### Exercise:
Only the lines of the data below from the one with "pub mod pairs;" through the one with "if let Some(d)" are wanted. Repeat them exactly.

[Records contained in a dataset]
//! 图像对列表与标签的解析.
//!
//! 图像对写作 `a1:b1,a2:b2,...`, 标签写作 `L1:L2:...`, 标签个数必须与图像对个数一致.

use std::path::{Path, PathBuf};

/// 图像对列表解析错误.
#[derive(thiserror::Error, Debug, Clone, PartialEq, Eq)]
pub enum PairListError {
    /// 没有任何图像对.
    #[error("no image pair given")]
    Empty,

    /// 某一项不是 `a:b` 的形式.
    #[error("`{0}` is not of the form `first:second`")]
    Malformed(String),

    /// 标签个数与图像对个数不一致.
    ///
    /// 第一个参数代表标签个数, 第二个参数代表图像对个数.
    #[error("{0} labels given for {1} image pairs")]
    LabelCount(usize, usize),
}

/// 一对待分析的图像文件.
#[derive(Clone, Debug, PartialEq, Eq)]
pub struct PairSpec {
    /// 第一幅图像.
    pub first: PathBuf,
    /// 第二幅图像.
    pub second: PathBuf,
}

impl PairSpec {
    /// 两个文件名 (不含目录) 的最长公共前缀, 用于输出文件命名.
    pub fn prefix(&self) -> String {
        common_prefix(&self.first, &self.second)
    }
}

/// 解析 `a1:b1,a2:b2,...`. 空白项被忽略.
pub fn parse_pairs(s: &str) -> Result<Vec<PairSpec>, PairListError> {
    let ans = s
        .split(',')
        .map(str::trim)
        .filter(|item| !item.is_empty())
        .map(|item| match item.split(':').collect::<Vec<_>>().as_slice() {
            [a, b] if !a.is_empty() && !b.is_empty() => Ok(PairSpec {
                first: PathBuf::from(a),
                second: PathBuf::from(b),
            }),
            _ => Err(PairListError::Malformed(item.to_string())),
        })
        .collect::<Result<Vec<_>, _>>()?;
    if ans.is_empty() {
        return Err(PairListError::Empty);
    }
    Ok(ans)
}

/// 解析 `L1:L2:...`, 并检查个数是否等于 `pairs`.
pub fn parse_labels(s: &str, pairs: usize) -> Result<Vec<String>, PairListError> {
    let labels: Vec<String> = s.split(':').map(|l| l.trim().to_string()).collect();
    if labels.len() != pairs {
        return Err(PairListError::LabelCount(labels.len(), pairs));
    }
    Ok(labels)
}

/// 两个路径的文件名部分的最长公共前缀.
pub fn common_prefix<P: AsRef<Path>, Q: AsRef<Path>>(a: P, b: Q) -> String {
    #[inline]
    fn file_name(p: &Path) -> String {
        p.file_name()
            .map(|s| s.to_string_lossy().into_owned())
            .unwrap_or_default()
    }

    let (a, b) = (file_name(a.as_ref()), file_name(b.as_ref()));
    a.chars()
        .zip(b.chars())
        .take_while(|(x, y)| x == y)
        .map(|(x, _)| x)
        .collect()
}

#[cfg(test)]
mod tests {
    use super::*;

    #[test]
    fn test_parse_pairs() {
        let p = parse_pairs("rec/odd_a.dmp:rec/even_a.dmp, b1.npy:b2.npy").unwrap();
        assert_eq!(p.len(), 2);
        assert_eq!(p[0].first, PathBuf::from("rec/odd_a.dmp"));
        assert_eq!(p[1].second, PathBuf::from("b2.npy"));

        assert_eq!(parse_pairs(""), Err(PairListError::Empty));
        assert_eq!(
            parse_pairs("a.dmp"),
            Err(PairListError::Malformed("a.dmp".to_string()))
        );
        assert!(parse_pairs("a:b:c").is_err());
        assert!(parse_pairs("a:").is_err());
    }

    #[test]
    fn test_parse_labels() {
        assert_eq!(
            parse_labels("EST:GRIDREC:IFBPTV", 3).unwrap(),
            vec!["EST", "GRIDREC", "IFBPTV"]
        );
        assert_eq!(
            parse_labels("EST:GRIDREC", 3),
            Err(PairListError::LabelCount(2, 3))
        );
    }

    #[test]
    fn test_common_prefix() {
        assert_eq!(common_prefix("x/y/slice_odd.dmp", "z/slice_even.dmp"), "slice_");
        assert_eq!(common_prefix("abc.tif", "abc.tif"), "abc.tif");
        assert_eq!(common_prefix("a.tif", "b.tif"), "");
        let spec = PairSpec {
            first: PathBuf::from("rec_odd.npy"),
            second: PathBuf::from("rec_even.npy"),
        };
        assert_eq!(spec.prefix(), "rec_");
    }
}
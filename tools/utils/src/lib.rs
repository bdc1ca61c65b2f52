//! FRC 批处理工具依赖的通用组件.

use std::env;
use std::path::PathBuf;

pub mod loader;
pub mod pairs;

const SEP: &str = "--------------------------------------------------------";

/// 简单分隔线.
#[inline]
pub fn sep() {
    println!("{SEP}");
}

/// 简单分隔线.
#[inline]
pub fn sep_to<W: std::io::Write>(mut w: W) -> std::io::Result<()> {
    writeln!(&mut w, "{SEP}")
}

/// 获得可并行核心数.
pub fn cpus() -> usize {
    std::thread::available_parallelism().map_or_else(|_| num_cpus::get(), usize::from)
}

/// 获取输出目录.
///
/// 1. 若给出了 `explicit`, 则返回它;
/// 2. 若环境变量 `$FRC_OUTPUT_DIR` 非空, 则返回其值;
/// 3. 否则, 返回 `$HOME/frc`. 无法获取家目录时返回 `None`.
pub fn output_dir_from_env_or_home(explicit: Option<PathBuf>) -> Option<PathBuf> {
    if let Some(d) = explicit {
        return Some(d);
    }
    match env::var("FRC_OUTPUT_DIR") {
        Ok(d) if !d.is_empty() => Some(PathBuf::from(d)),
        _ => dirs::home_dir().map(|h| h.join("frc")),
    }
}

### Task answer:
pub mod pairs;

const SEP: &str = "--------------------------------------------------------";

/// 简单分隔线.
#[inline]
pub fn sep() {
    println!("{SEP}");
}

/// 简单分隔线.
#[inline]
pub fn sep_to<W: std::io::Write>(mut w: W) -> std::io::Result<()> {
    writeln!(&mut w, "{SEP}")
}

/// 获得可并行核心数.
pub fn cpus() -> usize {
    std::thread::available_parallelism().map_or_else(|_| num_cpus::get(), usize::from)
}

/// 获取输出目录.
///
/// 1. 若给出了 `explicit`, 则返回它;
/// 2. 若环境变量 `$FRC_OUTPUT_DIR` 非空, 则返回其值;
/// 3. 否则, 返回 `$HOME/frc`. 无法获取家目录时返回 `None`.
pub fn output_dir_from_env_or_home(explicit: Option<PathBuf>) -> Option<PathBuf> {
    if let Some(d) = explicit {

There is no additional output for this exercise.